Each entry has to be copied exactly, with nothing missed.

## Data to process
════

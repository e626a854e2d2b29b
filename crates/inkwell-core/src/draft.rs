//! Draft model and seal lifecycle
//!
//! A draft is the mutable working copy of an entry. It moves through
//! `Unsealed -> Sealed -> Committed`, where the committed state is the
//! absence of the draft. Sealing assigns the id of the version the draft
//! will become, so a retried commit always writes the same version.

use serde::{Deserialize, Serialize};

use crate::entry::EntryFields;
use crate::ids::{DiaryId, VersionId};
use crate::version::Version;

/// Seal data attached to a sealed draft
#[derive(Debug, Clone, Copy, PartialEq, Eq, Serialize, Deserialize)]
pub struct SealInfo {
    /// When the draft was sealed (Unix millis)
    pub sealed_at_millis: i64,
    /// Id the committed version will carry
    pub pending_version_id: VersionId,
}

/// Seal state of a draft
#[derive(Debug, Clone, Copy, PartialEq, Eq, Serialize, Deserialize)]
pub enum SealState {
    /// Editable
    Unsealed,
    /// Frozen and waiting to be committed
    Sealed(SealInfo),
}

/// Mutable working copy of a diary entry
#[derive(Debug, Clone, PartialEq, Serialize, Deserialize)]
pub struct Draft {
    /// Entry this draft belongs to
    pub diary_id: DiaryId,
    /// Current field values
    pub fields: EntryFields,
    /// When the draft was first saved (Unix millis)
    pub created_at_millis: i64,
    /// When the draft was last saved (Unix millis)
    pub updated_at_millis: i64,
    /// Seal state
    pub seal: SealState,
}

impl Draft {
    /// Create a new unsealed draft
    pub fn new(diary_id: DiaryId, fields: EntryFields, now_millis: i64) -> Self {
        Self {
            diary_id,
            fields,
            created_at_millis: now_millis,
            updated_at_millis: now_millis,
            seal: SealState::Unsealed,
        }
    }

    /// Whether the draft is sealed (read-only)
    pub fn is_sealed(&self) -> bool {
        matches!(self.seal, SealState::Sealed(_))
    }

    /// Seal data, if sealed
    pub fn seal_info(&self) -> Option<SealInfo> {
        match self.seal {
            SealState::Sealed(info) => Some(info),
            SealState::Unsealed => None,
        }
    }

    /// The version a sealed draft commits as
    ///
    /// The version's creation time is the seal time, so every commit attempt
    /// for this draft produces an identical row.
    pub fn to_version(&self) -> Option<Version> {
        self.seal_info().map(|info| Version {
            id: info.pending_version_id,
            diary_id: self.diary_id,
            fields: self.fields.clone(),
            archived_at_millis: None,
            created_at_millis: info.sealed_at_millis,
        })
    }
}

/// Successful save result
#[derive(Debug, Clone, Copy, PartialEq, Eq)]
pub struct SavedDraft {
    pub diary_id: DiaryId,
    pub created_at_millis: i64,
    pub updated_at_millis: i64,
}

/// Why a request left storage untouched
#[derive(Debug, Clone, Copy, PartialEq, Eq)]
pub enum Rejection {
    /// The draft is sealed and read-only
    AlreadySealed,
    /// There is no draft for the entry
    NotFound,
    /// The draft exists but was never sealed
    NotSealed,
}

/// Outcome of saving a draft
#[derive(Debug, Clone, Copy, PartialEq, Eq)]
pub enum SaveOutcome {
    Saved(SavedDraft),
    Rejected(Rejection),
}

impl SaveOutcome {
    /// The saved draft, if the save went through
    pub fn saved(&self) -> Option<SavedDraft> {
        match self {
            SaveOutcome::Saved(saved) => Some(*saved),
            SaveOutcome::Rejected(_) => None,
        }
    }
}

/// Outcome of committing a draft
#[derive(Debug, Clone, Copy, PartialEq, Eq)]
pub enum CommitOutcome {
    /// The draft was written as this version and removed
    Committed(VersionId),
    Rejected(Rejection),
}

impl CommitOutcome {
    pub fn is_committed(&self) -> bool {
        matches!(self, CommitOutcome::Committed(_))
    }
}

════

## Solution for this exercise
repository e626a854e2d2b29b
filename crates/inkwell-core/src/draft.rs
//! Draft model and seal lifecycle
//!
//! A draft is the mutable working copy of an entry. It moves through
//! `Unsealed -> Sealed -> Committed`, where the committed state is the
//! absence of the draft. Sealing assigns the id of the version the draft
//! will become, so a retried commit always writes the same version.

use serde::{Deserialize, Serialize};

use crate::entry::EntryFields;
use crate::ids::{DiaryId, VersionId};
use crate::version::Version;

/// Seal data attached to a sealed draft
#[derive(Debug, Clone, Copy, PartialEq, Eq, Serialize, Deserialize)]
pub struct SealInfo {
    /// When the draft was sealed (Unix millis)
    pub sealed_at_millis: i64,
    /// Id the committed version will carry
    pub pending_version_id: VersionId,
}

/// Seal state of a draft
#[derive(Debug, Clone, Copy, PartialEq, Eq, Serialize, Deserialize)]
pub enum SealState {
    /// Editable
    Unsealed,
    /// Frozen and waiting to be committed
    Sealed(SealInfo),
}

/// Mutable working copy of a diary entry
#[derive(Debug, Clone, PartialEq, Serialize, Deserialize)]
pub struct Draft {
    /// Entry this draft belongs to
    pub diary_id: DiaryId,
    /// Current field values
    pub fields: EntryFields,
    /// When the draft was first saved (Unix millis)
    pub created_at_millis: i64,
    /// When the draft was last saved (Unix millis)
    pub updated_at_millis: i64,
    /// Seal state
    pub seal: SealState,
}

impl Draft {
    /// Create a new unsealed draft
    pub fn new(diary_id: DiaryId, fields: EntryFields, now_millis: i64) -> Self {
        Self {
            diary_id,
            fields,
            created_at_millis: now_millis,
            updated_at_millis: now_millis,
            seal: SealState::Unsealed,
        }
    }

    /// Whether the draft is sealed (read-only)
    pub fn is_sealed(&self) -> bool {
        matches!(self.seal, SealState::Sealed(_))
    }

    /// Seal data, if sealed
    pub fn seal_info(&self) -> Option<SealInfo> {
        match self.seal {
            SealState::Sealed(info) => Some(info),
            SealState::Unsealed => None,
        }
    }

    /// The version a sealed draft commits as
    ///
    /// The version's creation time is the seal time, so every commit attempt
    /// for this draft produces an identical row.
    pub fn to_version(&self) -> Option<Version> {
        self.seal_info().map(|info| Version {
            id: info.pending_version_id,
            diary_id: self.diary_id,
            fields: self.fields.clone(),
            archived_at_millis: None,
            created_at_millis: info.sealed_at_millis,
        })
    }
}

/// Successful save result
#[derive(Debug, Clone, Copy, PartialEq, Eq)]
pub struct SavedDraft {
    pub diary_id: DiaryId,
    pub created_at_millis: i64,
    pub updated_at_millis: i64,
}

/// Why a request left storage untouched
#[derive(Debug, Clone, Copy, PartialEq, Eq)]
pub enum Rejection {
    /// The draft is sealed and read-only
    AlreadySealed,
    /// There is no draft for the entry
    NotFound,
    /// The draft exists but was never sealed
    NotSealed,
}

/// Outcome of saving a draft
#[derive(Debug, Clone, Copy, PartialEq, Eq)]
pub enum SaveOutcome {
    Saved(SavedDraft),
    Rejected(Rejection),
}

impl SaveOutcome {
    /// The saved draft, if the save went through
    pub fn saved(&self) -> Option<SavedDraft> {
        match self {
            SaveOutcome::Saved(saved) => Some(*saved),
            SaveOutcome::Rejected(_) => None,
        }
    }
}

/// Outcome of committing a draft
#[derive(Debug, Clone, Copy, PartialEq, Eq)]
pub enum CommitOutcome {
    /// The draft was written as this version and removed
    Committed(VersionId),
    Rejected(Rejection),
}

impl CommitOutcome {
    pub fn is_committed(&self) -> bool {
        matches!(self, CommitOutcome::Committed(_))
    }
}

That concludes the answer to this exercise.